**What you have to do:** All of the entries below are to be retyped exactly.

**Data shown:**
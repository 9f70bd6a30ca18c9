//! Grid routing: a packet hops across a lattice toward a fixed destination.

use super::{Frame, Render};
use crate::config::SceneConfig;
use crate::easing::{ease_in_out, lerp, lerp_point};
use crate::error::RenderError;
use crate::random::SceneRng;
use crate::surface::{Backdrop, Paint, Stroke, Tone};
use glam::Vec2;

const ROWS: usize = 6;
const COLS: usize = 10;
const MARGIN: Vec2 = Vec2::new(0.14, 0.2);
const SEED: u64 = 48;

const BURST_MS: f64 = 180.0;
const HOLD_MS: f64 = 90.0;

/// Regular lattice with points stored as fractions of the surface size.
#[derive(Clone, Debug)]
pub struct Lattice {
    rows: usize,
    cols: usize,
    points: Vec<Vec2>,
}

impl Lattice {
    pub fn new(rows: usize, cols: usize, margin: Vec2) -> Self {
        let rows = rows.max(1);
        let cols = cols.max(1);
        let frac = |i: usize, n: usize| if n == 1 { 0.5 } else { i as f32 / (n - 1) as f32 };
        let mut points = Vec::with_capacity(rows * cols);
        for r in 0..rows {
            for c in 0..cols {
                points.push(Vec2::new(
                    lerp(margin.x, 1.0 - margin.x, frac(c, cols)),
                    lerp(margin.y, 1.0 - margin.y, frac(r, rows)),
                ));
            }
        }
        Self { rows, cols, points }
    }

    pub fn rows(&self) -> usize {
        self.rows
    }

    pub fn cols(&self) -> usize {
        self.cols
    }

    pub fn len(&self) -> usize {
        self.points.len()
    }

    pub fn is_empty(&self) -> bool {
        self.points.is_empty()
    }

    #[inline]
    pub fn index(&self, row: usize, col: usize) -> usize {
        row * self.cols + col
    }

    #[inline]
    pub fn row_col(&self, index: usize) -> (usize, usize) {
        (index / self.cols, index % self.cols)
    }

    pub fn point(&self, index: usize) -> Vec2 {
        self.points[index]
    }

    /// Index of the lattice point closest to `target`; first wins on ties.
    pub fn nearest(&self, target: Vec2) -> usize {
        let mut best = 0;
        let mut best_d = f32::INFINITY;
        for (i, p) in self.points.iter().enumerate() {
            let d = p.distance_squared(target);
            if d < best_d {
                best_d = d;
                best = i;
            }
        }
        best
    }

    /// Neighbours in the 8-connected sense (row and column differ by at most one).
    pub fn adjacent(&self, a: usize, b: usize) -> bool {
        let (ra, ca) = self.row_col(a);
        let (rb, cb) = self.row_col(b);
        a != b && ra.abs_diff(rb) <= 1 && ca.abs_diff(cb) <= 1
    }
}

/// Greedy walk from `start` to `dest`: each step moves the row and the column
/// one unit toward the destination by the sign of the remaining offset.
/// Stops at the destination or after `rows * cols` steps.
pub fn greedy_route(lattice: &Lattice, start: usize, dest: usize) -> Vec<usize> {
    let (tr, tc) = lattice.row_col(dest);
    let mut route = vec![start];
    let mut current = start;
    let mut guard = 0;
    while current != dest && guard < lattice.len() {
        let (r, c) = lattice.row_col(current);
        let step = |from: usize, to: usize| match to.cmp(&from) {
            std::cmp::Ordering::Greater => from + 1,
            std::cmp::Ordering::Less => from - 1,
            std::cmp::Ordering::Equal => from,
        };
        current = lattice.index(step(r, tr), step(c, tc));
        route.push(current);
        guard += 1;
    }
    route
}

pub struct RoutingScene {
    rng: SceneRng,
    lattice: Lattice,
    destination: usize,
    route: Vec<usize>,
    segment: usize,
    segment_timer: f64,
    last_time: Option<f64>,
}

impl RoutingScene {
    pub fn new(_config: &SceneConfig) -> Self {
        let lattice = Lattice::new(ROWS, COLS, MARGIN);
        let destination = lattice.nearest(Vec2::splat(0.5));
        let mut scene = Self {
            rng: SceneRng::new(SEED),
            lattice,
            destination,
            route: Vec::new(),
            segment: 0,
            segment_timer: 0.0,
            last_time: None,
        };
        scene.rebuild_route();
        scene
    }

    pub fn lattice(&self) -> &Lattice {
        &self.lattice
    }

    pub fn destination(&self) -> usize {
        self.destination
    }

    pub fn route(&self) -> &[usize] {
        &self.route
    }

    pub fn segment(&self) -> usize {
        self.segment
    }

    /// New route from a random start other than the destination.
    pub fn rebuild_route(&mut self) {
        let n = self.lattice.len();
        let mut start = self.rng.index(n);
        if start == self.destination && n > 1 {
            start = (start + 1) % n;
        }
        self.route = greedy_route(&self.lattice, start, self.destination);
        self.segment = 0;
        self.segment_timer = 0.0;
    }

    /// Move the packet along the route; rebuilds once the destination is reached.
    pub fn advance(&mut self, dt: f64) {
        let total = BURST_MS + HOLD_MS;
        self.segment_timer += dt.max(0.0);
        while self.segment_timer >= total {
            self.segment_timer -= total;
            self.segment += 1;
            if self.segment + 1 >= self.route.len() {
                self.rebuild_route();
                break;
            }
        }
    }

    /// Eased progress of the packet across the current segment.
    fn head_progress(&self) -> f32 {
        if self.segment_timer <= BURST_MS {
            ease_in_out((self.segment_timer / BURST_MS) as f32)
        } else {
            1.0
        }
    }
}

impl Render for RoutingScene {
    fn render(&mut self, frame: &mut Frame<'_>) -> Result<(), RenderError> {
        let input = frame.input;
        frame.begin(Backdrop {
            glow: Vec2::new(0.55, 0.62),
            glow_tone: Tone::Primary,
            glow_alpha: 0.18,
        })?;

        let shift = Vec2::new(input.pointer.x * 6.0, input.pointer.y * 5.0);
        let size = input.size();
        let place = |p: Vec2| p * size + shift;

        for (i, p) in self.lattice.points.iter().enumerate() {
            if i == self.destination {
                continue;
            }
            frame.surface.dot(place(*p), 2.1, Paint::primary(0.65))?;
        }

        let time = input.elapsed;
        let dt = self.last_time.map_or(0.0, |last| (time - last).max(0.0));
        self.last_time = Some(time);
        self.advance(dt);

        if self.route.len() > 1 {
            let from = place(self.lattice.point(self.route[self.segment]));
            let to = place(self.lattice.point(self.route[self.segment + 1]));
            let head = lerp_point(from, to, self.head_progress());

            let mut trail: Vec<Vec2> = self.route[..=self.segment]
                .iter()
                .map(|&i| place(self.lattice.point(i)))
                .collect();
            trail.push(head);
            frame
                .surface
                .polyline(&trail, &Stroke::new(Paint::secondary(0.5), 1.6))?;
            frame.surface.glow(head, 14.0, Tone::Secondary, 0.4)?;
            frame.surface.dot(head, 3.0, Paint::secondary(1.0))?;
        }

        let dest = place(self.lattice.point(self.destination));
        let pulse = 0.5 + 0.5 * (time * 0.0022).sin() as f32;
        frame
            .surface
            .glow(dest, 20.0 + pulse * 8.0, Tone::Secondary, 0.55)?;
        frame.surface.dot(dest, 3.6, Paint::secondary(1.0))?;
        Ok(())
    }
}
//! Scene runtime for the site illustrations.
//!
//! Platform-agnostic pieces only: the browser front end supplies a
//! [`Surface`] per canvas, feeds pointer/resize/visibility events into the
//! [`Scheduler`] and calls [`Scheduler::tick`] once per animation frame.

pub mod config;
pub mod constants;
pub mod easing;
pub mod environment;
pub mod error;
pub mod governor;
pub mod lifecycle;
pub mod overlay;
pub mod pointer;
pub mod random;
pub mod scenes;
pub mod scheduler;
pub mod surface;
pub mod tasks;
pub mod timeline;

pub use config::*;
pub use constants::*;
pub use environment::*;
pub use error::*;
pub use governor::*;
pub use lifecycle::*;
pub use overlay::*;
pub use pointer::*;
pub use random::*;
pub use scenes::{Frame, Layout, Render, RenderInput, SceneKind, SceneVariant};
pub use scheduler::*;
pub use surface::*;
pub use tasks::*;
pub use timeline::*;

**Answer space:**
repository 9f70bd6a30ca18c9
//! Grid routing: a packet hops across a lattice toward a fixed destination.

use super::{Frame, Render};
use crate::config::SceneConfig;
use crate::easing::{ease_in_out, lerp, lerp_point};
use crate::error::RenderError;
use crate::random::SceneRng;
use crate::surface::{Backdrop, Paint, Stroke, Tone};
use glam::Vec2;

const ROWS: usize = 6;
const COLS: usize = 10;
const MARGIN: Vec2 = Vec2::new(0.14, 0.2);
const SEED: u64 = 48;

const BURST_MS: f64 = 180.0;
const HOLD_MS: f64 = 90.0;

/// Regular lattice with points stored as fractions of the surface size.
#[derive(Clone, Debug)]
pub struct Lattice {
    rows: usize,
    cols: usize,
    points: Vec<Vec2>,
}

impl Lattice {
    pub fn new(rows: usize, cols: usize, margin: Vec2) -> Self {
        let rows = rows.max(1);
        let cols = cols.max(1);
        let frac = |i: usize, n: usize| if n == 1 { 0.5 } else { i as f32 / (n - 1) as f32 };
        let mut points = Vec::with_capacity(rows * cols);
        for r in 0..rows {
            for c in 0..cols {
                points.push(Vec2::new(
                    lerp(margin.x, 1.0 - margin.x, frac(c, cols)),
                    lerp(margin.y, 1.0 - margin.y, frac(r, rows)),
                ));
            }
        }
        Self { rows, cols, points }
    }

    pub fn rows(&self) -> usize {
        self.rows
    }

    pub fn cols(&self) -> usize {
        self.cols
    }

    pub fn len(&self) -> usize {
        self.points.len()
    }

    pub fn is_empty(&self) -> bool {
        self.points.is_empty()
    }

    #[inline]
    pub fn index(&self, row: usize, col: usize) -> usize {
        row * self.cols + col
    }

    #[inline]
    pub fn row_col(&self, index: usize) -> (usize, usize) {
        (index / self.cols, index % self.cols)
    }

    pub fn point(&self, index: usize) -> Vec2 {
        self.points[index]
    }

    /// Index of the lattice point closest to `target`; first wins on ties.
    pub fn nearest(&self, target: Vec2) -> usize {
        let mut best = 0;
        let mut best_d = f32::INFINITY;
        for (i, p) in self.points.iter().enumerate() {
            let d = p.distance_squared(target);
            if d < best_d {
                best_d = d;
                best = i;
            }
        }
        best
    }

    /// Neighbours in the 8-connected sense (row and column differ by at most one).
    pub fn adjacent(&self, a: usize, b: usize) -> bool {
        let (ra, ca) = self.row_col(a);
        let (rb, cb) = self.row_col(b);
        a != b && ra.abs_diff(rb) <= 1 && ca.abs_diff(cb) <= 1
    }
}

/// Greedy walk from `start` to `dest`: each step moves the row and the column
/// one unit toward the destination by the sign of the remaining offset.
/// Stops at the destination or after `rows * cols` steps.
pub fn greedy_route(lattice: &Lattice, start: usize, dest: usize) -> Vec<usize> {
    let (tr, tc) = lattice.row_col(dest);
    let mut route = vec![start];
    let mut current = start;
    let mut guard = 0;
    while current != dest && guard < lattice.len() {
        let (r, c) = lattice.row_col(current);
        let step = |from: usize, to: usize| match to.cmp(&from) {
            std::cmp::Ordering::Greater => from + 1,
            std::cmp::Ordering::Less => from - 1,
            std::cmp::Ordering::Equal => from,
        };
        current = lattice.index(step(r, tr), step(c, tc));
        route.push(current);
        guard += 1;
    }
    route
}

pub struct RoutingScene {
    rng: SceneRng,
    lattice: Lattice,
    destination: usize,
    route: Vec<usize>,
    segment: usize,
    segment_timer: f64,
    last_time: Option<f64>,
}

impl RoutingScene {
    pub fn new(_config: &SceneConfig) -> Self {
        let lattice = Lattice::new(ROWS, COLS, MARGIN);
        let destination = lattice.nearest(Vec2::splat(0.5));
        let mut scene = Self {
            rng: SceneRng::new(SEED),
            lattice,
            destination,
            route: Vec::new(),
            segment: 0,
            segment_timer: 0.0,
            last_time: None,
        };
        scene.rebuild_route();
        scene
    }

    pub fn lattice(&self) -> &Lattice {
        &self.lattice
    }

    pub fn destination(&self) -> usize {
        self.destination
    }

    pub fn route(&self) -> &[usize] {
        &self.route
    }

    pub fn segment(&self) -> usize {
        self.segment
    }

    /// New route from a random start other than the destination.
    pub fn rebuild_route(&mut self) {
        let n = self.lattice.len();
        let mut start = self.rng.index(n);
        if start == self.destination && n > 1 {
            start = (start + 1) % n;
        }
        self.route = greedy_route(&self.lattice, start, self.destination);
        self.segment = 0;
        self.segment_timer = 0.0;
    }

    /// Move the packet along the route; rebuilds once the destination is reached.
    pub fn advance(&mut self, dt: f64) {
        let total = BURST_MS + HOLD_MS;
        self.segment_timer += dt.max(0.0);
        while self.segment_timer >= total {
            self.segment_timer -= total;
            self.segment += 1;
            if self.segment + 1 >= self.route.len() {
                self.rebuild_route();
                break;
            }
        }
    }

    /// Eased progress of the packet across the current segment.
    fn head_progress(&self) -> f32 {
        if self.segment_timer <= BURST_MS {
            ease_in_out((self.segment_timer / BURST_MS) as f32)
        } else {
            1.0
        }
    }
}

impl Render for RoutingScene {
    fn render(&mut self, frame: &mut Frame<'_>) -> Result<(), RenderError> {
        let input = frame.input;
        frame.begin(Backdrop {
            glow: Vec2::new(0.55, 0.62),
            glow_tone: Tone::Primary,
            glow_alpha: 0.18,
        })?;

        let shift = Vec2::new(input.pointer.x * 6.0, input.pointer.y * 5.0);
        let size = input.size();
        let place = |p: Vec2| p * size + shift;

        for (i, p) in self.lattice.points.iter().enumerate() {
            if i == self.destination {
                continue;
            }
            frame.surface.dot(place(*p), 2.1, Paint::primary(0.65))?;
        }

        let time = input.elapsed;
        let dt = self.last_time.map_or(0.0, |last| (time - last).max(0.0));
        self.last_time = Some(time);
        self.advance(dt);

        if self.route.len() > 1 {
            let from = place(self.lattice.point(self.route[self.segment]));
            let to = place(self.lattice.point(self.route[self.segment + 1]));
            let head = lerp_point(from, to, self.head_progress());

            let mut trail: Vec<Vec2> = self.route[..=self.segment]
                .iter()
                .map(|&i| place(self.lattice.point(i)))
                .collect();
            trail.push(head);
            frame
                .surface
                .polyline(&trail, &Stroke::new(Paint::secondary(0.5), 1.6))?;
            frame.surface.glow(head, 14.0, Tone::Secondary, 0.4)?;
            frame.surface.dot(head, 3.0, Paint::secondary(1.0))?;
        }

        let dest = place(self.lattice.point(self.destination));
        let pulse = 0.5 + 0.5 * (time * 0.0022).sin() as f32;
        frame
            .surface
            .glow(dest, 20.0 + pulse * 8.0, Tone::Secondary, 0.55)?;
        frame.surface.dot(dest, 3.6, Paint::secondary(1.0))?;
        Ok(())
    }
}
//! Scene runtime for the site illustrations.
//!
//! Platform-agnostic pieces only: the browser front end supplies a
//! [`Surface`] per canvas, feeds pointer/resize/visibility events into the
//! [`Scheduler`] and calls [`Scheduler::tick`] once per animation frame.

pub mod config;
pub mod constants;
pub mod easing;
pub mod environment;
pub mod error;
pub mod governor;
pub mod lifecycle;
pub mod overlay;
pub mod pointer;
pub mod random;
pub mod scenes;
pub mod scheduler;
pub mod surface;
pub mod tasks;
pub mod timeline;

pub use config::*;
pub use constants::*;
pub use environment::*;
pub use error::*;
pub use governor::*;
pub use lifecycle::*;
pub use overlay::*;
pub use pointer::*;
pub use random::*;
pub use scenes::{Frame, Layout, Render, RenderInput, SceneKind, SceneVariant};
pub use scheduler::*;
pub use surface::*;
pub use tasks::*;
pub use timeline::*;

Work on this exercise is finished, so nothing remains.